There are many useful maps and a less-inspired selection of photographs and other illustrations. By way of sidebars, Jones also presents mini-biographies of 39 “well-known … and more obscure people,” profiles of “notable” units such as the Louisiana Tigers, and “eyewitness” accounts of various kinds.
These features are almost all useful, although few of the “eyewitness” accounts are compelling reading. Much less useful are Jones’ “Did You Know?” sidebars, providing sometimes rather fluffy color about topics like the origin of the word “hooker.”
Jones’ preface promises an “unbiased” account, and the publisher trumpets a “fresh and balanced approach.” The text does seem even-handed by objective measures, but at heart this descendant of Confederates is rather clearly a Union man.
The preface also disclaims any aspiration to be encyclopedic, but the military coverage seems very thorough to this reader. One omission: Jones takes no note of Gen. William T. Sherman’s march to relieve Knoxville.
As one would expect of a textbook in particular, Jones strives to reflect diversity. Thus, he explores many topics related to slavery and black soldiers (with attention in particular to the 54th Massachusetts, Louisiana Native Guards and 1st Kansas Colored Volunteers). He also emphasizes the benefit the Confederacy derived from slave labor during the war. In addition, Jones presents a chapter focusing on women, children and Native-Americans.

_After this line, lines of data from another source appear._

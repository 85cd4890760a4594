use async_trait::async_trait;
use log::{debug, error};
use reqwest::Client;
use serde::{Deserialize, Serialize};
use std::time::Duration;

use super::{map_send_error, map_status_error, CompletionRequest, CompletionResponse, Provider};
use crate::errors::ProviderError;

/// OpenAI client for the chat completions API
#[derive(Debug)]
pub struct OpenAI {
    /// HTTP client for API requests
    client: Client,
    /// API key for authentication
    api_key: String,
    /// API base URL, e.g. `https://api.openai.com/v1`
    endpoint: String,
}

/// Chat completion request body
#[derive(Debug, Serialize)]
pub struct OpenAIRequest {
    model: String,
    messages: Vec<OpenAIMessage>,
    temperature: f32,
    max_tokens: u32,
    #[serde(skip_serializing_if = "Option::is_none")]
    response_format: Option<ResponseFormat>,
}

/// Chat message
#[derive(Debug, Serialize, Deserialize)]
pub struct OpenAIMessage {
    pub role: String,
    #[serde(default)]
    pub content: Option<String>,
}

#[derive(Debug, Serialize)]
struct ResponseFormat {
    #[serde(rename = "type")]
    format_type: String,
}

/// Token usage information
#[derive(Debug, Deserialize)]
pub struct OpenAIUsage {
    pub prompt_tokens: u64,
    pub completion_tokens: u64,
}

/// A single completion choice
#[derive(Debug, Deserialize)]
pub struct OpenAIChoice {
    pub message: OpenAIMessage,
}

/// Chat completion response body
#[derive(Debug, Deserialize)]
pub struct OpenAIResponse {
    pub choices: Vec<OpenAIChoice>,
    #[serde(default)]
    pub usage: Option<OpenAIUsage>,
}

impl OpenAIRequest {
    /// Build the wire request from a provider-neutral one
    pub fn from_completion(request: &CompletionRequest) -> Self {
        let mut messages = Vec::with_capacity(2);
        if let Some(system) = &request.system {
            messages.push(OpenAIMessage {
                role: "system".to_string(),
                content: Some(system.clone()),
            });
        }
        messages.push(OpenAIMessage {
            role: "user".to_string(),
            content: Some(request.prompt.clone()),
        });

        Self {
            model: request.model.clone(),
            messages,
            temperature: request.temperature,
            max_tokens: request.max_tokens,
            response_format: request.json_output.then(|| ResponseFormat {
                format_type: "json_object".to_string(),
            }),
        }
    }
}

impl OpenAI {
    /// Create a new OpenAI client
    pub fn new(api_key: impl Into<String>, endpoint: impl Into<String>, timeout_secs: u64) -> Self {
        Self {
            client: Client::builder()
                .timeout(Duration::from_secs(timeout_secs))
                .build()
                .unwrap_or_default(),
            api_key: api_key.into(),
            endpoint: endpoint.into(),
        }
    }

    fn api_url(&self) -> String {
        if self.endpoint.is_empty() {
            "https://api.openai.com/v1/chat/completions".to_string()
        } else {
            format!("{}/chat/completions", self.endpoint.trim_end_matches('/'))
        }
    }

    /// Extract text from an OpenAI response
    pub fn extract_text_from_response(response: &OpenAIResponse) -> String {
        response
            .choices
            .first()
            .and_then(|choice| choice.message.content.clone())
            .unwrap_or_default()
    }
}

#[async_trait]
impl Provider for OpenAI {
    async fn complete(&self, request: CompletionRequest) -> Result<CompletionResponse, ProviderError> {
        let body = OpenAIRequest::from_completion(&request);
        debug!("Sending chat completion request to {}", self.api_url());

        let response = self
            .client
            .post(self.api_url())
            .bearer_auth(&self.api_key)
            .json(&body)
            .send()
            .await
            .map_err(|e| map_send_error("openai", e))?;

        let status = response.status();
        if !status.is_success() {
            let error_text = response
                .text()
                .await
                .unwrap_or_else(|_| "Failed to get error response text".to_string());
            error!("OpenAI API error ({}): {}", status, error_text);
            return Err(map_status_error(status, error_text));
        }

        let parsed = response
            .json::<OpenAIResponse>()
            .await
            .map_err(|e| ProviderError::ParseError(format!("OpenAI response: {}", e)))?;

        Ok(CompletionResponse {
            text: Self::extract_text_from_response(&parsed),
            prompt_tokens: parsed.usage.as_ref().map(|u| u.prompt_tokens),
            completion_tokens: parsed.usage.as_ref().map(|u| u.completion_tokens),
        })
    }

    fn name(&self) -> &str {
        "openai"
    }
}
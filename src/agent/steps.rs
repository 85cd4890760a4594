/*!
 * Model-backed implementations of the agent steps.
 */

use async_trait::async_trait;
use log::debug;
use serde::Deserialize;
use std::sync::Arc;

use super::state::WordEntryDraft;
use crate::enhancement::{prompts, schema};
use crate::errors::{GenerationError, SchemaViolation};
use crate::providers::{CompletionRequest, Provider};

/// Number of words the extraction step asks for
pub const DEFAULT_WORD_COUNT: usize = 5;

/// The two model calls the pipeline depends on
#[async_trait]
pub trait AgentSteps: Send + Sync {
    /// Pick the words worth studying from a subtitle
    async fn extract(&self, subtitle_raw: &str) -> Result<Vec<String>, GenerationError>;

    /// Write a card for each selected word
    async fn generate(
        &self,
        subtitle_raw: &str,
        words: &[String],
    ) -> Result<Vec<WordEntryDraft>, GenerationError>;
}

#[derive(Debug, Deserialize)]
struct GeneratedEntries {
    #[serde(default)]
    entries: Vec<WordEntryDraft>,
}

/// Split a comma separated word list, dropping blanks and repeats
pub fn parse_word_list(text: &str) -> Vec<String> {
    let mut words: Vec<String> = Vec::new();
    for word in text
        .split([',', '、', '，', '\n'])
        .map(str::trim)
        .filter(|w| !w.is_empty())
    {
        if !words.iter().any(|w| w == word) {
            words.push(word.to_string());
        }
    }
    words
}

/// Parse the generation step's JSON body
pub fn parse_entries(text: &str) -> Result<Vec<WordEntryDraft>, SchemaViolation> {
    let json = schema::extract_json(text)?;
    serde_json::from_str::<GeneratedEntries>(json)
        .map(|parsed| parsed.entries)
        .map_err(|e| SchemaViolation::InvalidJson(e.to_string()))
}

/// Agent steps that call a text-generation provider
#[derive(Debug, Clone)]
pub struct LlmAgentSteps {
    provider: Arc<dyn Provider>,
    model: String,
    temperature: f32,
    max_tokens: u32,
    word_count: usize,
}

impl LlmAgentSteps {
    pub fn new(provider: Arc<dyn Provider>, model: impl Into<String>) -> Self {
        Self {
            provider,
            model: model.into(),
            temperature: 0.0,
            max_tokens: 2048,
            word_count: DEFAULT_WORD_COUNT,
        }
    }

    pub fn with_temperature(mut self, temperature: f32) -> Self {
        self.temperature = temperature;
        self
    }

    pub fn with_word_count(mut self, word_count: usize) -> Self {
        self.word_count = word_count.max(1);
        self
    }
}

#[async_trait]
impl AgentSteps for LlmAgentSteps {
    async fn extract(&self, subtitle_raw: &str) -> Result<Vec<String>, GenerationError> {
        let request = CompletionRequest::new(&self.model, prompts::extract_prompt(subtitle_raw, self.word_count))
            .system(prompts::EXTRACT_SYSTEM)
            .temperature(self.temperature)
            .max_tokens(self.max_tokens);

        let response = self.provider.complete(request).await?;
        let words = parse_word_list(&response.text);
        debug!("Extracted words: {:?}", words);
        Ok(words)
    }

    async fn generate(
        &self,
        subtitle_raw: &str,
        words: &[String],
    ) -> Result<Vec<WordEntryDraft>, GenerationError> {
        let request = CompletionRequest::new(&self.model, prompts::generate_prompt(subtitle_raw, words))
            .system(prompts::GENERATE_SYSTEM)
            .temperature(self.temperature)
            .max_tokens(self.max_tokens)
            .json();

        let response = self.provider.complete(request).await?;
        Ok(parse_entries(&response.text)?)
    }
}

Jones’s laudable commitment to inclusiveness does have a cost. He presents a biography of the boy soldier Johnny Shiloh (acknowledging that much of his tale cannot be substantiated), but there is no biography of any of the wartime governors or legislative leaders unless one counts Andrew Johnson or Stephen A. Douglas, who died at the very outset of the war.
In the end, the book is dominated by military topics, and the various generals and their respective commanders-in-chief are the predominating figures. Still, the overall scope is impressive, and this reader marvels that Jones produced such a comprehensive work without co-authors, though he credits 16 reviewers in the preface.
What are the book’s shortcomings? Unfortunately, there are no notes, making it difficult to probe behind assertions. Further, this reviewer noted a dozen typos and errors of detail.
One error is the assertion that James Longstreet’s preliminary bombardment before Pickett’s Charge at Gettysburg marked a historic first. Another is that Fighting Joe Hooker sent Lincoln a letter recommending a military dictatorship, but Jones implicitly corrects that in the book’s Web site of reference materials (www.mhhe.com/jones1e).
Finally, the coverage of most topics is necessarily rather brief, and the last military chapter in particular seems rushed. This reader wanted discussion of Lincoln’s March 1865 conference with Grant, Sherman and David Dixon Porter at City Point, Va., as well as more on the passing suggestion that the Confederate government may have been complicit in Lincoln’s assassination.
Still, this book is a solid accomplishment. It is well worth having, especially for reference, even for those whose college days are long behind them.
Reviewer: Carl R. Schenker Jr.
Carl R. Schenker Jr. is a lawyer living in Washington, D.C. His wife, Susan Sherman Richardson, is a great-great-granddaughter of William Tecumseh Sherman. Schenker is the author of “Grant’s Rise from Obscurity” in North & South magazine.